| Work request |
The result should be every line in the material below containing the string "impl".

Segment Start: Entries supplied

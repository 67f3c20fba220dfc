//! Roadmap model - the persisted phase/activity tree with progress.

use serde::{Deserialize, Serialize};
use crate::id::{ActivityId, PhaseId, RoadmapId, UserId};
use crate::Time;

/// A personalized learning roadmap. One per user.
///
/// The roadmap and its full phase/activity tree are created together when a
/// generated draft is saved; the subtree is replaced wholesale on
/// regeneration. Between regenerations only activity completion flags and
/// the derived progress percentages mutate.
#[derive(Debug, Clone, Serialize, Deserialize)]
pub struct Roadmap {
    /// Unique identifier
    pub id: RoadmapId,

    /// Owning user
    pub user_id: UserId,

    /// Roadmap title
    pub title: String,

    /// Description
    pub description: String,

    /// Track this roadmap was generated for
    pub track_name: String,

    /// Difficulty label derived from onboarding confidence
    pub difficulty: Difficulty,

    /// Total estimated duration in days
    pub total_days: u32,

    /// Total number of activities across all phases
    pub total_activities: u32,

    /// Overall completion percentage (0-100, derived)
    pub overall_progress: f32,

    /// Created at
    pub created_at: Time,

    /// Last updated
    pub updated_at: Time,
}

/// A phase is one stage of a roadmap, unlocked sequentially.
#[derive(Debug, Clone, Serialize, Deserialize)]
pub struct Phase {
    /// Unique identifier
    pub id: PhaseId,

    /// Owning roadmap
    pub roadmap_id: RoadmapId,

    /// Zero-based position within the roadmap. Immutable once created.
    pub phase_index: u32,

    /// Phase name
    pub name: String,

    /// Description
    pub description: String,

    /// Learning objectives
    pub objectives: Vec<String>,

    /// Topics covered in this phase
    pub topics: Vec<String>,

    /// Estimated duration in days
    pub estimated_days: u32,

    /// Completion percentage (0-100, derived - never set by callers)
    pub progress: f32,
}

/// An activity is a single unit of learning work within a phase.
#[derive(Debug, Clone, Serialize, Deserialize)]
pub struct Activity {
    /// Unique identifier
    pub id: ActivityId,

    /// Owning phase
    pub phase_id: PhaseId,

    /// Zero-based position within the phase. Immutable once created.
    pub activity_index: u32,

    /// Activity name
    pub name: String,

    /// Description
    pub description: String,

    /// What kind of work this is
    pub kind: ActivityKind,

    /// Estimated effort in hours
    pub estimated_hours: f32,

    /// Whether the user has completed this activity
    pub completed: bool,

    /// When completion was toggled true. None whenever `completed` is false.
    pub completed_at: Option<Time>,
}

/// Kind of learning activity.
#[derive(Debug, Clone, Copy, PartialEq, Eq, Serialize, Deserialize)]
#[serde(rename_all = "lowercase")]
pub enum ActivityKind {
    /// Hands-on project
    Project,
    /// Reading material
    Reading,
    /// Practice exercise
    Exercise,
    /// Knowledge quiz
    Quiz,
}

impl ActivityKind {
    /// Get string representation (the generator wire form).
    pub fn as_str(&self) -> &'static str {
        match self {
            ActivityKind::Project => "project",
            ActivityKind::Reading => "reading",
            ActivityKind::Exercise => "exercise",
            ActivityKind::Quiz => "quiz",
        }
    }
}

/// Error returned when an activity kind string is not recognized.
#[derive(Debug, Clone, thiserror::Error)]
#[error("unknown activity kind: {0}")]
pub struct ParseKindError(pub String);

impl std::str::FromStr for ActivityKind {
    type Err = ParseKindError;

    fn from_str(s: &str) -> Result<Self, Self::Err> {
        match s {
            "project" => Ok(ActivityKind::Project),
            "reading" => Ok(ActivityKind::Reading),
            "exercise" => Ok(ActivityKind::Exercise),
            "quiz" => Ok(ActivityKind::Quiz),
            other => Err(ParseKindError(other.to_string())),
        }
    }
}

impl std::fmt::Display for ActivityKind {
    fn fmt(&self, f: &mut std::fmt::Formatter<'_>) -> std::fmt::Result {
        f.write_str(self.as_str())
    }
}

/// Difficulty label for a roadmap.
#[derive(Debug, Clone, Copy, PartialEq, Eq, Serialize, Deserialize)]
pub enum Difficulty {
    /// Average confidence at or below 2.0
    Beginner,
    /// Average confidence at or below 3.5
    Intermediate,
    /// Everything above
    Advanced,
}

impl Difficulty {
    /// Derive the difficulty label from an average confidence score (0-5).
    pub fn from_confidence(avg: f32) -> Self {
        if avg <= 2.0 {
            Difficulty::Beginner
        } else if avg <= 3.5 {
            Difficulty::Intermediate
        } else {
            Difficulty::Advanced
        }
    }

    /// Get string representation.
    pub fn as_str(&self) -> &'static str {
        match self {
            Difficulty::Beginner => "Beginner",
            Difficulty::Intermediate => "Intermediate",
            Difficulty::Advanced => "Advanced",
        }
    }
}

impl std::fmt::Display for Difficulty {
    fn fmt(&self, f: &mut std::fmt::Formatter<'_>) -> std::fmt::Result {
        f.write_str(self.as_str())
    }
}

Segment End: Entries supplied

| Your response |
impl ActivityKind {
impl std::str::FromStr for ActivityKind {
impl std::fmt::Display for ActivityKind {
impl Difficulty {
impl std::fmt::Display for Difficulty {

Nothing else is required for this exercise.